• [TASK]: Please return the lines below verbatim, beginning at the one that has "filename src/auth/dto.rs" and stopping after the one that has "let response = AuthResponse", and add no other lines.

• [EXTRACTED RECORDS]:
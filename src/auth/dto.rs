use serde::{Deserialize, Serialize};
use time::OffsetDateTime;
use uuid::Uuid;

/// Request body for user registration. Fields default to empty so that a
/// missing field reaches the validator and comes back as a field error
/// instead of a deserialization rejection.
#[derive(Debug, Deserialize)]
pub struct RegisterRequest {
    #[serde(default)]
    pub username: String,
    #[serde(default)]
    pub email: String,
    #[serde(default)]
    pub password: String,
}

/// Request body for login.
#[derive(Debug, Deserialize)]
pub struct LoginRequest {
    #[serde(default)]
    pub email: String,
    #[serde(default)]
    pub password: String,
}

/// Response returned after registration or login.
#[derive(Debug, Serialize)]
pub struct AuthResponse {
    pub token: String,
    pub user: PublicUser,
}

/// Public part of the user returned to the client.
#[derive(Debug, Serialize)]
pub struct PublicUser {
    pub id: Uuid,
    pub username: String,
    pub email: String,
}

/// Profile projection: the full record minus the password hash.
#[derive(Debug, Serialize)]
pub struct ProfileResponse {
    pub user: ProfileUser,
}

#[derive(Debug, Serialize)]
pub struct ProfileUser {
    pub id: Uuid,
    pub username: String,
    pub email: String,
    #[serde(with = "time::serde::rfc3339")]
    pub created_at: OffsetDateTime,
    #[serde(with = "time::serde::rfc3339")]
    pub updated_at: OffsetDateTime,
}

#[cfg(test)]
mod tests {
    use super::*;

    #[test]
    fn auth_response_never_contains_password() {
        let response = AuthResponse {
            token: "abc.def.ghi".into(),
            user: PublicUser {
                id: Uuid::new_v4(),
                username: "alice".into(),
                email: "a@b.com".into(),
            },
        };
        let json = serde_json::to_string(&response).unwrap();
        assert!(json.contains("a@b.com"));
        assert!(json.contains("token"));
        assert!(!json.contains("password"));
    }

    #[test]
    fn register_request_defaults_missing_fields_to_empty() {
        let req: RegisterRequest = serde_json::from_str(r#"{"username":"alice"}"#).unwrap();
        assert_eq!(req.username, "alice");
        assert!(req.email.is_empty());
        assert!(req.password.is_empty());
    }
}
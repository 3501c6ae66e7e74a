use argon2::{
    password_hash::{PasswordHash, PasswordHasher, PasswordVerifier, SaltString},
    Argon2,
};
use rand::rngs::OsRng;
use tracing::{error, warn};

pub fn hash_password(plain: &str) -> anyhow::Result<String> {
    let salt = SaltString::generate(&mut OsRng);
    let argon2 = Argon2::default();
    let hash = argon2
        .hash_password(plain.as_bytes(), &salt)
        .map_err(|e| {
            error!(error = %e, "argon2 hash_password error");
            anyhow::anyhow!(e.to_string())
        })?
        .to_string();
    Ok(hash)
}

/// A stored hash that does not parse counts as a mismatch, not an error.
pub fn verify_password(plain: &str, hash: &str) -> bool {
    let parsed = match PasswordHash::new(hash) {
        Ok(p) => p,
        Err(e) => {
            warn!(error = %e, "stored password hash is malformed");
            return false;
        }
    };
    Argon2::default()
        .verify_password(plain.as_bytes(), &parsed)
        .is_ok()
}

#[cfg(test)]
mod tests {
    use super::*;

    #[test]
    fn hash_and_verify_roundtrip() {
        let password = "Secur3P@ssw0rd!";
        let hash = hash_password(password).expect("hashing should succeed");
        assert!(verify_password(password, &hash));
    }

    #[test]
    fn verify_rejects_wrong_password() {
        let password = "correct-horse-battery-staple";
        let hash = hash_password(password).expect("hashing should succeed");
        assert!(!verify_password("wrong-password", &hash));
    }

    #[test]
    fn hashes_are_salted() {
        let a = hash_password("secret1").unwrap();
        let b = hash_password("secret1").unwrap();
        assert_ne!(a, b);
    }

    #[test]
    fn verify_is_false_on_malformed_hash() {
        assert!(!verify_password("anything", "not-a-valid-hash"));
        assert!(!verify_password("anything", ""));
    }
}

...

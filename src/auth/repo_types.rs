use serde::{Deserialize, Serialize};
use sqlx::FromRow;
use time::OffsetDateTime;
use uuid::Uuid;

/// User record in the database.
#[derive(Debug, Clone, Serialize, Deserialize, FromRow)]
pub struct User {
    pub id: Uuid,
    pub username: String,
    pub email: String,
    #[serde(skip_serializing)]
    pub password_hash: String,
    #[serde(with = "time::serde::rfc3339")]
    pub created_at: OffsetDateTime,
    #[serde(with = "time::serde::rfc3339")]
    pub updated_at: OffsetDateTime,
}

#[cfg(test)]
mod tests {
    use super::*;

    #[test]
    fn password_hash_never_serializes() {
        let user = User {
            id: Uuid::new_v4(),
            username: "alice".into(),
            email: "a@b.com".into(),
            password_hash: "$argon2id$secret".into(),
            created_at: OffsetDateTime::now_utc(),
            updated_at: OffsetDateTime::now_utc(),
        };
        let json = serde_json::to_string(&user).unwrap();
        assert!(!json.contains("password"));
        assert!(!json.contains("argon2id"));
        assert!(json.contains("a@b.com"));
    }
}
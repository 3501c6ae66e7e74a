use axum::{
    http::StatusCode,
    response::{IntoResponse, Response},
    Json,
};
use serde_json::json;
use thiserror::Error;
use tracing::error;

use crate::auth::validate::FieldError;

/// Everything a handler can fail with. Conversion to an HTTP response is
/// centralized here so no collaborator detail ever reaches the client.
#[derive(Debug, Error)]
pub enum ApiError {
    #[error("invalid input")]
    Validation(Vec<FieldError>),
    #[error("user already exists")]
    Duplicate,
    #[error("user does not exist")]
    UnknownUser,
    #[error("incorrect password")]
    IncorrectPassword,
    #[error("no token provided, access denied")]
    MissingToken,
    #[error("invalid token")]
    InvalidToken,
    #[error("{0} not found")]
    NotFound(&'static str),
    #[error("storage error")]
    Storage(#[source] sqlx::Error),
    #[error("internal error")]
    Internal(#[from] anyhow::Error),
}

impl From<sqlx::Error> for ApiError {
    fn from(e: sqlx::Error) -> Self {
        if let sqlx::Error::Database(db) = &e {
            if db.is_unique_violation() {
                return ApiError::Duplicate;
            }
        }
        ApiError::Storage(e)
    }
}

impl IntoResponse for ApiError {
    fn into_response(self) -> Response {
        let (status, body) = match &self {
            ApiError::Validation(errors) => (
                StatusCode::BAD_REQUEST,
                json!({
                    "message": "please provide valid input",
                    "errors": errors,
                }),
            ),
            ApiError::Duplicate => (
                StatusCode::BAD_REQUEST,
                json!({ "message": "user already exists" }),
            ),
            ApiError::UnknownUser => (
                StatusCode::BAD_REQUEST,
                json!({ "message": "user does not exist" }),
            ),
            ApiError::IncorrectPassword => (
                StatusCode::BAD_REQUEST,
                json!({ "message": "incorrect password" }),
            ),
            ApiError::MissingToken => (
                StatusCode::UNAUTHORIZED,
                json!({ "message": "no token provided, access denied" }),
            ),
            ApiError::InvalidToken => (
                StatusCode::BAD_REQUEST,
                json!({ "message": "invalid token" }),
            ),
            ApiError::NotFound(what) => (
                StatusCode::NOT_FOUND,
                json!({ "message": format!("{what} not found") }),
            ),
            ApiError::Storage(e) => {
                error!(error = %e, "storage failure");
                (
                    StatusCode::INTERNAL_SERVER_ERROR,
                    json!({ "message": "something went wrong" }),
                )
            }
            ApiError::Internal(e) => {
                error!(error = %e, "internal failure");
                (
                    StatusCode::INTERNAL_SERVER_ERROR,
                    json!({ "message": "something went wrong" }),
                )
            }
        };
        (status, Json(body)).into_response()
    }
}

• [PROBLEM SOLUTION]:
filename src/auth/dto.rs
use serde::{Deserialize, Serialize};
use time::OffsetDateTime;
use uuid::Uuid;

/// Request body for user registration. Fields default to empty so that a
/// missing field reaches the validator and comes back as a field error
/// instead of a deserialization rejection.
#[derive(Debug, Deserialize)]
pub struct RegisterRequest {
    #[serde(default)]
    pub username: String,
    #[serde(default)]
    pub email: String,
    #[serde(default)]
    pub password: String,
}

/// Request body for login.
#[derive(Debug, Deserialize)]
pub struct LoginRequest {
    #[serde(default)]
    pub email: String,
    #[serde(default)]
    pub password: String,
}

/// Response returned after registration or login.
#[derive(Debug, Serialize)]
pub struct AuthResponse {
    pub token: String,
    pub user: PublicUser,
}

/// Public part of the user returned to the client.
#[derive(Debug, Serialize)]
pub struct PublicUser {
    pub id: Uuid,
    pub username: String,
    pub email: String,
}

/// Profile projection: the full record minus the password hash.
#[derive(Debug, Serialize)]
pub struct ProfileResponse {
    pub user: ProfileUser,
}

#[derive(Debug, Serialize)]
pub struct ProfileUser {
    pub id: Uuid,
    pub username: String,
    pub email: String,
    #[serde(with = "time::serde::rfc3339")]
    pub created_at: OffsetDateTime,
    #[serde(with = "time::serde::rfc3339")]
    pub updated_at: OffsetDateTime,
}

#[cfg(test)]
mod tests {
    use super::*;

    #[test]
    fn auth_response_never_contains_password() {
        let response = AuthResponse {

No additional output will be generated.